■ Data supplied:

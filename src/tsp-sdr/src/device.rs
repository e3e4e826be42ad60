// SPDX-FileCopyrightText: 2025 Stanislaw Grams <stanislawgrams@gmail.com>
//
// SPDX-License-Identifier: BSD-2-Clause

//! Hardware boundary: the [`SdrDevice`] trait, the silent mock device and a
//! scripted fake for driving the pipeline deterministically.

mod scripted;

use std::time::Duration;

use num_complex::Complex;
use thiserror::Error;
use tsp_core::{DirectSampling, Gain};

pub use scripted::{AppliedSetting, DeviceProbe, ScriptStep, ScriptedDevice};

#[derive(Debug, Clone, PartialEq, Error)]
pub enum DeviceError {
    #[error("failed to open SDR device: {0}")]
    Open(String),

    #[error("failed to set {setting}: {reason}")]
    Setting {
        setting: &'static str,
        reason: String,
    },

    #[error("IQ read failed: {0}")]
    Read(String),
}

impl DeviceError {
    pub fn setting(setting: &'static str, reason: impl Into<String>) -> Self {
        DeviceError::Setting {
            setting,
            reason: reason.into(),
        }
    }
}

/// One block of raw IQ samples and the rate it was captured at.
#[derive(Debug, Clone, PartialEq)]
pub struct RawSampleBlock {
    pub samples: Vec<Complex<f32>>,
    pub sample_rate: u32,
}

impl RawSampleBlock {
    pub fn new(samples: Vec<Complex<f32>>, sample_rate: u32) -> Self {
        Self {
            samples,
            sample_rate,
        }
    }

    pub fn len(&self) -> usize {
        self.samples.len()
    }

    pub fn is_empty(&self) -> bool {
        self.samples.is_empty()
    }
}

/// Abstraction over any IQ sample source (real SoapySDR device or mock).
///
/// Setters are called once, in order, while the pipeline configures the
/// device; `read_into` is then called repeatedly from the acquisition thread.
pub trait SdrDevice: Send + 'static {
    fn set_sample_rate(&mut self, rate_hz: u32) -> Result<(), DeviceError>;

    fn set_center_freq(&mut self, freq_hz: u64) -> Result<(), DeviceError>;

    fn set_direct_sampling(&mut self, mode: DirectSampling) -> Result<(), DeviceError>;

    fn set_agc(&mut self, enabled: bool) -> Result<(), DeviceError>;

    fn set_freq_correction(&mut self, ppm: i32) -> Result<(), DeviceError>;

    fn set_gain(&mut self, gain: Gain) -> Result<(), DeviceError>;

    /// Read the next block of IQ samples into `buf`.
    /// Returns the number of samples written; `Ok(0)` means nothing was
    /// available this time.
    fn read_into(&mut self, buf: &mut [Complex<f32>]) -> Result<usize, DeviceError>;

    /// Release the hardware handle.
    fn close(&mut self) {}
}

/// IQ source that produces silence (all zeros). Used when no SDR hardware is present.
///
/// Reads are paced to the configured sample rate so the pipeline sees a
/// realistic block cadence.
#[derive(Debug, Default)]
pub struct MockIqSource {
    sample_rate: u32,
}

impl MockIqSource {
    pub fn new() -> Self {
        Self::default()
    }
}

impl SdrDevice for MockIqSource {
    fn set_sample_rate(&mut self, rate_hz: u32) -> Result<(), DeviceError> {
        self.sample_rate = rate_hz;
        Ok(())
    }

    fn set_center_freq(&mut self, _freq_hz: u64) -> Result<(), DeviceError> {
        Ok(())
    }

    fn set_direct_sampling(&mut self, _mode: DirectSampling) -> Result<(), DeviceError> {
        Ok(())
    }

    fn set_agc(&mut self, _enabled: bool) -> Result<(), DeviceError> {
        Ok(())
    }

    fn set_freq_correction(&mut self, _ppm: i32) -> Result<(), DeviceError> {
        Ok(())
    }

    fn set_gain(&mut self, _gain: Gain) -> Result<(), DeviceError> {
        Ok(())
    }

    fn read_into(&mut self, buf: &mut [Complex<f32>]) -> Result<usize, DeviceError> {
        buf.fill(Complex::new(0.0, 0.0));
        if self.sample_rate > 0 {
            std::thread::sleep(Duration::from_secs_f64(
                buf.len() as f64 / self.sample_rate as f64,
            ));
        }
        Ok(buf.len())
    }
}

#[cfg(test)]
mod tests {
    use super::*;

    #[test]
    fn mock_iq_source_fills_zeros() {
        let mut src = MockIqSource::new();
        let mut buf = vec![Complex::new(1.0_f32, 1.0); 64];
        let n = src.read_into(&mut buf).unwrap();
        assert_eq!(n, 64);
        assert!(buf.iter().all(|s| s.re == 0.0 && s.im == 0.0));
    }

    #[test]
    fn mock_accepts_every_setting() {
        let mut src = MockIqSource::new();
        src.set_sample_rate(256_000).unwrap();
        src.set_center_freq(146_520_000).unwrap();
        src.set_direct_sampling(DirectSampling::QBranch).unwrap();
        src.set_agc(true).unwrap();
        src.set_freq_correction(-3).unwrap();
        src.set_gain(Gain::Manual(20.0)).unwrap();
        src.close();
    }

    #[test]
    fn setting_error_message() {
        let err = DeviceError::setting("gain", "out of range");
        assert_eq!(err.to_string(), "failed to set gain: out of range");
    }
}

■ Problem description: Within the material above, transcribe exactly the lines that run from the line holding "fn set_gain(&mut self, gain: Gain)" through the line holding "impl SdrDevice for".

■ Result of the task:
    fn set_gain(&mut self, gain: Gain) -> Result<(), DeviceError>;

    /// Read the next block of IQ samples into `buf`.
    /// Returns the number of samples written; `Ok(0)` means nothing was
    /// available this time.
    fn read_into(&mut self, buf: &mut [Complex<f32>]) -> Result<usize, DeviceError>;

    /// Release the hardware handle.
    fn close(&mut self) {}
}

/// IQ source that produces silence (all zeros). Used when no SDR hardware is present.
///
/// Reads are paced to the configured sample rate so the pipeline sees a
/// realistic block cadence.
#[derive(Debug, Default)]
pub struct MockIqSource {
    sample_rate: u32,
}

impl MockIqSource {
    pub fn new() -> Self {
        Self::default()
    }
}

impl SdrDevice for MockIqSource {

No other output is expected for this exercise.